Prompt-as-Image Bypass

Seedance has a ~2000 character prompt limit. For complex multi-section videos that need more space, render the full prompt as text on an image and upload it as a reference.

The model can read text in reference images and follow the instructions.

When To Use

  • Detailed timestamp breakdowns that exceed the character limit
  • Complex choreography with many sections
  • Any prompt where you are cutting essential information to fit

How To Do It

  1. Write the full detailed prompt (timestamps, dialogue, visuals) in any design tool or text editor
  2. Export as a clean, high-res image with readable text
  3. Upload as a reference image alongside a short summary prompt
Follow the detailed shot breakdown in the reference image. Use the timestamps,
dialogue, and visual directions exactly as described.

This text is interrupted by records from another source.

//! Change-feed multiplexing.

mod demultiplexer;
mod multiplexer;
mod watcher;

pub use demultiplexer::{ChangeStreamDeMultiplexer, ListenerHandle};
pub use multiplexer::{ChangeListener, ChangeStreamMultiplexer, Listener, ListenerId};
pub use watcher::{DocumentCallback, DocumentWatcher};
//! Rejoin Incremental - Reference-counted join bookkeeping for rejoin.
//!
//! This crate implements the incremental core of the engine: which child
//! documents are reachable from which parent edges, and what has to be told to
//! the host subscription when that changes.
//!
//! # Core Concepts
//!
//! - `DiffSet<K>`: Net additions and removals within one diff window; an
//!   addition cancels a pending removal and vice versa
//! - `ForeignKeyRegistry`: The reference-counted bipartite index between
//!   `owner:source` composite keys and child keys, with a stable primary owner
//!   per child key
//! - `PublicationContext`: One join node's view of a shared registry, turning
//!   registry diffs into at-most-once publication calls
//! - `Publisher`: The host subscription boundary
//!
//! # Example
//!
//! ```rust
//! use std::cell::RefCell;
//! use std::rc::Rc;
//! use rejoin_core::Document;
//! use rejoin_incremental::{ForeignKeyRegistry, PublicationContext, RecordingPublisher};
//!
//! let registry = Rc::new(RefCell::new(ForeignKeyRegistry::new()));
//! let publisher = Rc::new(RecordingPublisher::new());
//! let context = PublicationContext::new(registry.clone(), publisher.clone(), "users", 1);
//!
//! // Post p1 references user u1.
//! context.add_to_registry("p1", vec!["u1".to_string()]);
//! assert!(context.added("u1", &Document::new()));
//!
//! // A second call for the same key is a no-op.
//! assert!(!context.added("u1", &Document::new()));
//! assert_eq!(publisher.count("added"), 1);
//! ```

pub mod context;
pub mod diff_set;
pub mod publisher;
pub mod registry;

pub use context::PublicationContext;
pub use diff_set::DiffSet;
pub use publisher::{Published, Publisher, RecordingPublisher, StopCallback};
pub use registry::{ForeignKeyRegistry, OwnerDelta};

This is a workaround, not the default. If your prompt fits in 2000 characters, write it directly.

Voice And Audio Preparation

If the video includes dialogue or voiceover, prepare the audio asset before generating video. Seedance uses reference_audio to drive lip movement, expression timing, and pacing.

Voice Generation Tools

Ranked by ease of achieving realistic output:

  1. MiniMax — easiest path to natural-sounding speech
  2. ElevenLabs V2 — highest quality with the right voice setup
  3. Resemble AI — best for voice cloning and enhancement
  4. Qwen2-TTS — free open-source option
pica model search "minimax speech"
pica model search "text to speech"

Vocal Reference From Real Video

Instead of generating a voice from scratch, find a real video clip with the vocal quality you want. Upload it as reference_audio and write your own dialogue in the prompt — the model adopts the vocal character while generating new speech.

The prompt should make the role explicit:

Use this audio as the voice reference for character delivery. Do not reproduce
the words — speak the new dialogue with the same vocal quality and energy.

Rules

  • Generate audio before video — Seedance needs the audio file as input, not the other way around
  • Match the audio duration to the target video length — mismatched lengths cause pacing drift
  • Clean audio only — background music or noise in reference_audio bleeds into the output
  • For beat-driven videos (MV, dance), the audio is the timing backbone — write time slices that align with beats

Seedance-Based Talking Head

For avatar-style videos where a person speaks to camera, Seedance can produce natural talking heads using reference_video + reference_image for face lock. This is not precise lip sync (use kling-avatar for that) — it produces natural-looking conversational delivery.

The person in [Video1] who looks like [Image1] speaks conversationally to camera.
Natural micro-expressions — subtle head tilts, eye movements, occasional blink.
Slight smile. Clean modern office background. Camera holds fixed.
Warm professional lighting, shallow depth of field. Natural short pauses between sentences.

Keep background simple. Specify micro-expressions and natural pauses for realism.